Tampoco convencía la Constitución de Cádiz a los whigs británicos. Así, la principal revista whig, la Edinburgh Review, veía en el texto española un mero trasunto de las Constituciones francesas del 91 y 93, y consideraba que el dogma de la soberanía nacional que contenía resultaba idóneo para cualquier proceso revolucionario que se pretendiese emprender32. El resultado de la soberanía nacional era, a decir de la revista whig, una constante contienda entre el Legislativo y el Ejecutivo. Lo correcto, decía la citada revista, habría sido que ambos órganos estuviesen en permanente armonía y contacto, para lo cual proponía, por ejemplo, que los cargos de ministro y diputado fuesen compatibles33. Igual opinión sostenía uno de los más reputados líderes whigs: Lord Holland, quien advirtió a Blanco White del error en que incurrían las Cortes de Cádiz al negar la compatibilidad de cargos. Sus explicaciones al poeta sevillano, de hecho, le llegarían a convencer al punto de que Blanco decidió darles publicidad a través de El Español34. En realidad, la incompatibilidad de cargos que recogía la Constitución de Cádiz –ya propuesta por Capmany antes incluso de elaborarse la Constitución35– también se hallaba presente en el statute law inglés, en particular en el Act of Settlement de 1701. Sin embargo, lo cierto es que las convenciones constitucionales habían operado en este aspecto, de modo que en Gran Bretaña era indudable que los ministros podían contar, además, con el acta de diputado. En definitiva, la Edinburgh Review estaba criticando a la Constitución de Cádiz no ya por alejarse del statute law británico, sino de las convenciones constitucionales.
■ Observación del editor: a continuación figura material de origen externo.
//! # File I/O Module
//!
//! File operations with safety features:
//! - **Atomic writes**: Write to .tmp, sync, rename to prevent partial files
//! - **Version validation**: Settings files must match the schema version
//!
//! Reports written by [`crate::report::TextFileSink`] and
//! [`crate::report::PdfFileSink`] go through [`write_atomic`] as well.
//!
//! ## Example
//!
//! ```rust,no_run
//! use estimate_core::file_io::{load_settings_or_default, save_settings};
//! use std::path::Path;
//!
//! let path = Path::new("settings.json");
//! let mut settings = load_settings_or_default(path)?;
//! settings.set_object_name("Garage foundation");
//! save_settings(&settings, path)?;
//! # Ok::<(), estimate_core::errors::CalcError>(())
//! ```

use std::fs::{self, File};
use std::io::{Read, Write};
use std::path::{Path, PathBuf};

use crate::errors::{CalcError, CalcResult};
use crate::settings::{Settings, SCHEMA_VERSION};

/// Temp file used while writing `path` (`name.ext` -> `name.ext.tmp`)
fn tmp_path_for(path: &Path) -> PathBuf {
    let mut tmp = path.to_path_buf();
    let extension = tmp
        .extension()
        .map(|e| format!("{}.tmp", e.to_string_lossy()))
        .unwrap_or_else(|| "tmp".to_string());
    tmp.set_extension(extension);
    tmp
}

/// Write bytes to a file with atomic semantics.
///
/// The write process:
/// 1. Write to a temporary file next to the target
/// 2. Sync to disk (fsync)
/// 3. Rename over the target (atomic on most filesystems)
pub fn write_atomic(path: &Path, bytes: &[u8]) -> CalcResult<()> {
    let tmp_path = tmp_path_for(path);

    let mut tmp_file = File::create(&tmp_path).map_err(|e| {
        CalcError::file_error("create temp file", tmp_path.display().to_string(), e.to_string())
    })?;

    tmp_file.write_all(bytes).map_err(|e| {
        CalcError::file_error("write temp file", tmp_path.display().to_string(), e.to_string())
    })?;

    tmp_file.sync_all().map_err(|e| {
        CalcError::file_error("sync temp file", tmp_path.display().to_string(), e.to_string())
    })?;

    fs::rename(&tmp_path, path).map_err(|e| {
        // Clean up temp file if rename fails
        let _ = fs::remove_file(&tmp_path);
        CalcError::file_error("rename to final", path.display().to_string(), e.to_string())
    })?;

    Ok(())
}

/// Save settings as pretty JSON, creating the parent directory if needed.
pub fn save_settings(settings: &Settings, path: &Path) -> CalcResult<()> {
    let json = serde_json::to_string_pretty(settings)?;

    if let Some(parent) = path.parent() {
        if !parent.as_os_str().is_empty() {
            fs::create_dir_all(parent).map_err(|e| {
                CalcError::file_error("create directory", parent.display().to_string(), e.to_string())
            })?;
        }
    }

    write_atomic(path, json.as_bytes())
}

/// Load settings from a file.
///
/// # Returns
///
/// * `Ok(Settings)` - Successfully loaded settings
/// * `Err(CalcError::VersionMismatch)` - File version is incompatible
/// * `Err(CalcError::SerializationError)` - Invalid JSON
/// * `Err(CalcError::FileError)` - I/O error
pub fn load_settings(path: &Path) -> CalcResult<Settings> {
    let mut file = File::open(path).map_err(|e| {
        CalcError::file_error("open", path.display().to_string(), e.to_string())
    })?;

    let mut contents = String::new();
    file.read_to_string(&mut contents).map_err(|e| {
        CalcError::file_error("read", path.display().to_string(), e.to_string())
    })?;

    let settings: Settings =
        serde_json::from_str(&contents).map_err(|e| CalcError::SerializationError {
            reason: format!("Invalid JSON in {}: {}", path.display(), e),
        })?;

    validate_version(&settings.version)?;

    Ok(settings)
}

/// Load settings, falling back to defaults when the file does not exist.
///
/// A file that exists but cannot be read or parsed is still an error.
pub fn load_settings_or_default(path: &Path) -> CalcResult<Settings> {
    if path.exists() {
        load_settings(path)
    } else {
        Ok(Settings::default())
    }
}

/// Validate that a file version is compatible with the current schema.
fn validate_version(file_version: &str) -> CalcResult<()> {
    let file_parts: Vec<u32> = file_version
        .split('.')
        .filter_map(|p| p.parse().ok())
        .collect();
    let current_parts: Vec<u32> = SCHEMA_VERSION
        .split('.')
        .filter_map(|p| p.parse().ok())
        .collect();

    let mismatch = || CalcError::VersionMismatch {
        file_version: file_version.to_string(),
        expected_version: SCHEMA_VERSION.to_string(),
    };

    if file_parts.is_empty() || current_parts.is_empty() {
        return Err(mismatch());
    }

    // Major version must match
    if file_parts[0] != current_parts[0] {
        return Err(mismatch());
    }

    // For 0.x versions a newer minor version is not readable
    if current_parts[0] == 0 && file_parts.len() > 1 && current_parts.len() > 1 && file_parts[1] > current_parts[1] {
        return Err(mismatch());
    }

    Ok(())
}

#[cfg(test)]
mod tests {
    use super::*;
    use crate::calculations::UnitPrices;
    use std::env::temp_dir;

    fn temp_path(name: &str) -> PathBuf {
        temp_dir().join(format!("estimate_core_test_{}_{}.json", name, std::process::id()))
    }

    #[test]
    fn test_tmp_path_generation() {
        assert_eq!(
            tmp_path_for(Path::new("/path/to/settings.json")),
            Path::new("/path/to/settings.json.tmp")
        );
        assert_eq!(tmp_path_for(Path::new("/path/to/report")), Path::new("/path/to/report.tmp"));
    }

    #[test]
    fn test_save_and_load_roundtrip() {
        let path = temp_path("roundtrip");

        let mut settings = Settings::default();
        settings.set_prices(UnitPrices::new(480.0, 1100.0, 1900.0)).unwrap();
        settings.set_object_name("Test Object");
        save_settings(&settings, &path).unwrap();

        let loaded = load_settings(&path).unwrap();
        assert_eq!(loaded, settings);

        let _ = fs::remove_file(&path);
    }

    #[test]
    fn test_atomic_write_leaves_no_tmp_file() {
        let path = temp_path("atomic");

        write_atomic(&path, b"hello").unwrap();

        assert!(!tmp_path_for(&path).exists());
        assert_eq!(fs::read(&path).unwrap(), b"hello");

        let _ = fs::remove_file(&path);
    }

    #[test]
    fn test_missing_file_gives_defaults() {
        let path = temp_path("missing");
        let _ = fs::remove_file(&path);
        let settings = load_settings_or_default(&path).unwrap();
        assert_eq!(settings.prices, UnitPrices::default());
    }

    #[test]
    fn test_invalid_json_is_error() {
        let path = temp_path("invalid");
        fs::write(&path, "{ not json").unwrap();
        let err = load_settings_or_default(&path).unwrap_err();
        assert_eq!(err.error_code(), "SERIALIZATION_ERROR");
        let _ = fs::remove_file(&path);
    }

    #[test]
    fn test_version_validation() {
        assert!(validate_version(SCHEMA_VERSION).is_ok());
        assert!(validate_version("0.1.5").is_ok());
        assert!(validate_version("1.0.0").is_err());
        assert!(validate_version("0.2.0").is_err());
        assert!(validate_version("garbage").is_err());
    }
}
Entre los anglófilos galos se mantenía esta misma idea. Así, por ejemplo, Clausell de Consergues atacaba la falta de moderación en la forma de gobierno prevista en la Constitución gaditana:
“A la verdad, casi toda la forma de la antigua constitución de la monarquía se innovó, y copiando los principios revolucionarios y democráticos de la Constitución francesa de 1791, y faltando a lo mismo que se anuncia al principio de la que se formó en Cádiz, se sancionaron, no leyes fundamentales de una monarquía moderada, sino las de un gobierno popular, con un jefe o magistrado mero ejecutor delegado, que no rey, aunque allí se le dé este nombre para alucinar y seducir a los incautos y a la nación”36.